Samsung finished 2013 as the undisputed global smartphone leader, increasing its marketshare lead over arch-rival Apple. However Chinese handset makers such as Huawei and Lenovo gained ground on the Korean giant.
Propelled by lower-cost handsets in emerging markets, global smartphone shipments hit or exceeded a billion units according to Strategy Analytics and IDC (their numbers disagree). According to the IDC data Apple maintained its number two position (Strategy Analytics says Apple is number three).
Samsung had nearly one third of the global smartphone shipments market. Apple captured roughly 15 percent, which was down from nearly 19 percent last year (despite higher unit shipments).
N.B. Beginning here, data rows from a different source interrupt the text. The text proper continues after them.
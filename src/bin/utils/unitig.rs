// Peregrine Assembler and SHIMMER Genome Assembly Toolkit
// 2019, 2020, 2021- (c) by Jason, Chen-Shan, Chin
//
// This Source Code Form is subject to the terms of the
// Creative Commons Attribution-NonCommercial-ShareAlike 4.0 International License.
//
// You should have received a copy of the license along with this
// work. If not, see <http://creativecommons.org/licenses/by-nc-sa/4.0/>.

#![allow(dead_code)]

//
// placed reads and the unitig path that holds them
//

use super::best_overlap::BestEdge;

/// `[bgn, end)` with `bgn < end` for forward reads, `bgn > end` for reverse ones
#[derive(Debug, Copy, Clone, PartialEq, Eq, Default)]
pub struct Position {
    pub bgn: i32,
    pub end: i32,
}

impl Position {
    pub fn new(bgn: i32, end: i32) -> Self {
        Position { bgn, end }
    }

    pub fn min(&self) -> i32 {
        self.bgn.min(self.end)
    }

    pub fn max(&self) -> i32 {
        self.bgn.max(self.end)
    }

    pub fn len(&self) -> i32 {
        self.max() - self.min()
    }

    pub fn is_forward(&self) -> bool {
        self.bgn < self.end
    }

    pub fn is_reverse(&self) -> bool {
        self.bgn > self.end
    }

    pub fn overlaps(&self, other: &Position) -> bool {
        self.min() < other.max() && other.min() < self.max()
    }

    /// mirror the interval inside a sequence of length `len`
    pub fn flipped(&self, len: i32) -> Position {
        Position {
            bgn: len - self.bgn,
            end: len - self.end,
        }
    }
}

#[derive(Debug, Copy, Clone, PartialEq, Eq, Default)]
pub struct PlacedRead {
    pub ident: u32,
    pub contained: u32,
    // the read this one was placed off, and the hangs used to do it
    pub parent: u32,
    pub a_hang: i32,
    pub b_hang: i32,
    pub position: Position,
}

impl PlacedRead {
    pub fn new(ident: u32, position: Position) -> Self {
        PlacedRead {
            ident,
            position,
            ..PlacedRead::default()
        }
    }
}

/// Place `read_id` using `edge`, which points from the `read3p` end of the
/// new read back to `parent`. The hangs of `edge` are in the new read's frame:
/// the parent covers `[a_hang, len + b_hang)` of it.
///
/// Returns `None` if the edge does not lead to `parent`, the resulting
/// interval is empty, or the coordinates do not fit in an `i32`.
pub fn place_read(
    parent: &PlacedRead,
    read_id: u32,
    read3p: bool,
    edge: &BestEdge,
) -> Option<PlacedRead> {
    if edge.is_null() || read_id == 0 || edge.read_id != parent.ident {
        return None;
    }
    // touching opposite ends (3' to 5') keeps the orientation
    let same_strand = edge.read3p != read3p;
    let fwd = parent.position.is_forward() == same_strand;

    let pmin = parent.position.min();
    let pmax = parent.position.max();
    let (min, max) = if fwd {
        (pmin.checked_sub(edge.a_hang)?, pmax.checked_sub(edge.b_hang)?)
    } else {
        (pmin.checked_add(edge.b_hang)?, pmax.checked_add(edge.a_hang)?)
    };
    if min >= max {
        return None;
    }

    let position = if fwd {
        Position::new(min, max)
    } else {
        Position::new(max, min)
    };
    Some(PlacedRead {
        ident: read_id,
        contained: 0,
        parent: parent.ident,
        a_hang: edge.a_hang,
        b_hang: edge.b_hang,
        position,
    })
}

pub fn path_length(path: &[PlacedRead]) -> i32 {
    path.iter().map(|r| r.position.max()).max().unwrap_or(0)
}

/// Flip every read inside the span of the path and reverse the path order,
/// so the first read added ends up last.
pub fn reverse_complement_path(path: Vec<PlacedRead>) -> Vec<PlacedRead> {
    let len = path_length(&path);
    path.into_iter()
        .rev()
        .map(|mut r| {
            r.position = r.position.flipped(len);
            r
        })
        .collect()
}

#[derive(Debug, Clone, PartialEq)]
pub struct Unitig {
    id: u32,
    pub path: Vec<PlacedRead>,
    length: i32,
}

impl Unitig {
    pub fn new(id: u32, path: Vec<PlacedRead>) -> Self {
        let length = path_length(&path);
        Unitig { id, path, length }
    }

    pub fn id(&self) -> u32 {
        self.id
    }

    pub fn length(&self) -> i32 {
        self.length
    }

    pub fn num_reads(&self) -> usize {
        self.path.len()
    }

    pub fn is_empty(&self) -> bool {
        self.path.is_empty()
    }

    pub fn first(&self) -> Option<&PlacedRead> {
        self.path.first()
    }

    /// Sort by position, move the leftmost read to 0, and recompute the length.
    /// The caller re-registers the path positions.
    pub fn clean_up(&mut self) {
        if self.path.is_empty() {
            self.length = 0;
            return;
        }
        // containers before the reads they contain when both start together
        self.path.sort_by(|a, b| {
            a.position
                .min()
                .cmp(&b.position.min())
                .then(b.position.max().cmp(&a.position.max()))
        });
        let min_pos = self.path[0].position.min();
        if min_pos != 0 {
            for r in self.path.iter_mut() {
                r.position.bgn -= min_pos;
                r.position.end -= min_pos;
            }
        }
        self.length = path_length(&self.path);
    }
}

#[cfg(test)]
mod tests {
    use super::*;

    #[test]
    fn position_helpers() {
        let f = Position::new(10, 110);
        let r = Position::new(110, 10);
        assert!(f.is_forward() && !f.is_reverse());
        assert!(r.is_reverse() && !r.is_forward());
        assert_eq!((r.min(), r.max(), r.len()), (10, 110, 100));
        assert!(f.overlaps(&Position::new(109, 200)));
        assert!(!f.overlaps(&Position::new(110, 200)));
        assert!(f.overlaps(&Position::new(300, 0)));
        assert_eq!(f.flipped(200), Position::new(190, 90));
    }

    #[test]
    fn place_forward_off_forward_parent() {
        let parent = PlacedRead::new(1, Position::new(100, 1100));
        // new read's 5' end touches the parent's 3' end
        let edge = BestEdge::new(1, true, -600, -600, 0.0);
        let r = place_read(&parent, 2, false, &edge).unwrap();
        assert_eq!(r.position, Position::new(700, 1700));
        assert_eq!(r.parent, 1);
    }

    #[test]
    fn place_reverse_off_reverse_parent() {
        let parent = PlacedRead::new(1, Position::new(1000, 0));
        // new read's 3' end touches the parent's 5' end, same strand
        let edge = BestEdge::new(1, false, 100, 50, 0.0);
        let r = place_read(&parent, 2, true, &edge).unwrap();
        assert_eq!(r.position, Position::new(1100, 50));
    }

    #[test]
    fn place_flipped_read() {
        let parent = PlacedRead::new(1, Position::new(0, 1000));
        // 3' to 3': the new read is on the other strand
        let edge = BestEdge::new(1, true, 200, 300, 0.0);
        let r = place_read(&parent, 2, true, &edge).unwrap();
        assert!(r.position.is_reverse());
        assert_eq!((r.position.min(), r.position.max()), (300, 1200));
    }

    #[test]
    fn place_rejects_bad_edges() {
        let parent = PlacedRead::new(1, Position::new(0, 1000));
        let wrong_parent = BestEdge::new(5, true, 10, 10, 0.0);
        assert!(place_read(&parent, 2, false, &wrong_parent).is_none());
        let null = BestEdge::default();
        assert!(place_read(&parent, 2, false, &null).is_none());
        // hangs that collapse the read
        let collapse = BestEdge::new(1, true, 0, 1000, 0.0);
        assert!(place_read(&parent, 2, false, &collapse).is_none());
    }

    #[test]
    fn place_rejects_out_of_range_hangs() {
        let parent = PlacedRead::new(1, Position::new(0, 1000));
        let huge = BestEdge::new(1, true, i32::MIN, i32::MIN, 0.0);
        assert!(place_read(&parent, 2, false, &huge).is_none());
        let parent = PlacedRead::new(1, Position::new(i32::MAX, i32::MAX - 1000));
        let far = BestEdge::new(1, true, 10, 10, 0.0);
        assert!(place_read(&parent, 2, false, &far).is_none());
    }

    #[test]
    fn reverse_complement_flips_and_reverses() {
        let path = vec![
            PlacedRead::new(1, Position::new(1000, 0)),
            PlacedRead::new(2, Position::new(1100, 50)),
        ];
        let flipped = reverse_complement_path(path);
        assert_eq!(flipped[0].ident, 2);
        assert_eq!(flipped[0].position, Position::new(0, 1050));
        assert_eq!(flipped[1].ident, 1);
        assert_eq!(flipped[1].position, Position::new(100, 1100));
    }

    #[test]
    fn clean_up_sorts_and_shifts() {
        let mut tig = Unitig::new(
            1,
            vec![
                PlacedRead::new(1, Position::new(50, 550)),
                PlacedRead::new(2, Position::new(-20, 480)),
                PlacedRead::new(3, Position::new(700, 300)),
            ],
        );
        tig.clean_up();
        let ids: Vec<u32> = tig.path.iter().map(|r| r.ident).collect();
        assert_eq!(ids, vec![2, 1, 3]);
        assert_eq!(tig.path[0].position, Position::new(0, 500));
        assert_eq!(tig.path[2].position, Position::new(720, 320));
        assert_eq!(tig.length(), 720);
    }
}
// Peregrine Assembler and SHIMMER Genome Assembly Toolkit
// 2019, 2020, 2021- (c) by Jason, Chen-Shan, Chin
//
// This Source Code Form is subject to the terms of the
// Creative Commons Attribution-NonCommercial-ShareAlike 4.0 International License.
//
// You should have received a copy of the license along with this
// work. If not, see <http://creativecommons.org/licenses/by-nc-sa/4.0/>.

pub mod best_overlap;
pub mod error;
pub mod layout_io;
pub mod optimize;
pub mod overlap_cache;
pub mod populate;
pub mod read_info;
pub mod speed_counter;
pub mod tig_vector;
pub mod unitig;
pub use core::mem::MaybeUninit;
pub use libc::{getrusage, rusage, RUSAGE_SELF};

#[derive(Copy, Clone, Debug)]
pub struct Parameters {
    pub nthreads: u32,
    // position refinement
    pub max_iterations: u32,
    pub converge_threshold: f64,
    // minimum number of unitigs / reads handed to a worker at once
    pub tig_block_size: usize,
    pub read_block_size: usize,
    pub verbose: bool,
}

impl Default for Parameters {
    fn default() -> Self {
        Parameters {
            nthreads: 1,
            max_iterations: 5,
            converge_threshold: 0.005,
            tig_block_size: 10,
            read_block_size: 100,
            verbose: false,
        }
    }
}

#[allow(dead_code)]
pub fn log_resource(msg: &str, data: &mut rusage) -> (u64, u64, u64) {
    let _res = unsafe { getrusage(RUSAGE_SELF, data) };
    log::info!(
        "{} : (maxRSS, utime, stime): {} {} {}",
        msg,
        data.ru_maxrss,
        data.ru_utime.tv_sec,
        data.ru_stime.tv_sec
    );

    (
        data.ru_maxrss as u64,
        data.ru_utime.tv_sec as u64,
        data.ru_stime.tv_sec as u64,
    )
}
Compare global web traffic by mobile operating system, via StatCounter:
- Android: 40 percent
- Apple: 32 percent
- BlackBerry: 3 percent
- Windows Phone: 2 percent
- Others: 23 percent
Despite Samsung’s global smartphone leadership the company recently missed its quarterly revenue targets, under pressure in emerging markets from second-tier smartphone makers. This creates a dilemma: does Samsung produce cheaper handsets and sacrifice profitability to maintain share?
For its part Apple has been unwilling to go “down market.” The company displayed that resistance again during its quarterly earnings call yesterday. Cupertino’s effort at a lower-cost iPhone, the 5c, was largely as failure. Most financial analysts and investors are concerned that Apple’s apparent unwillingness to forgo some profit to attract new users is a threat to the company’s position in the smartphone market long term.
In some respects Samsung may turn out to be the more vulnerable company. Lower priced Chinese Android handsets could win in developing markets (where the current iPhone doesn’t really have a chance anyway). And a larger-screen iPhone 6 could attract more affluent buyers who today choose Samsung devices not primarily for the Android OS but for the larger screen hardware.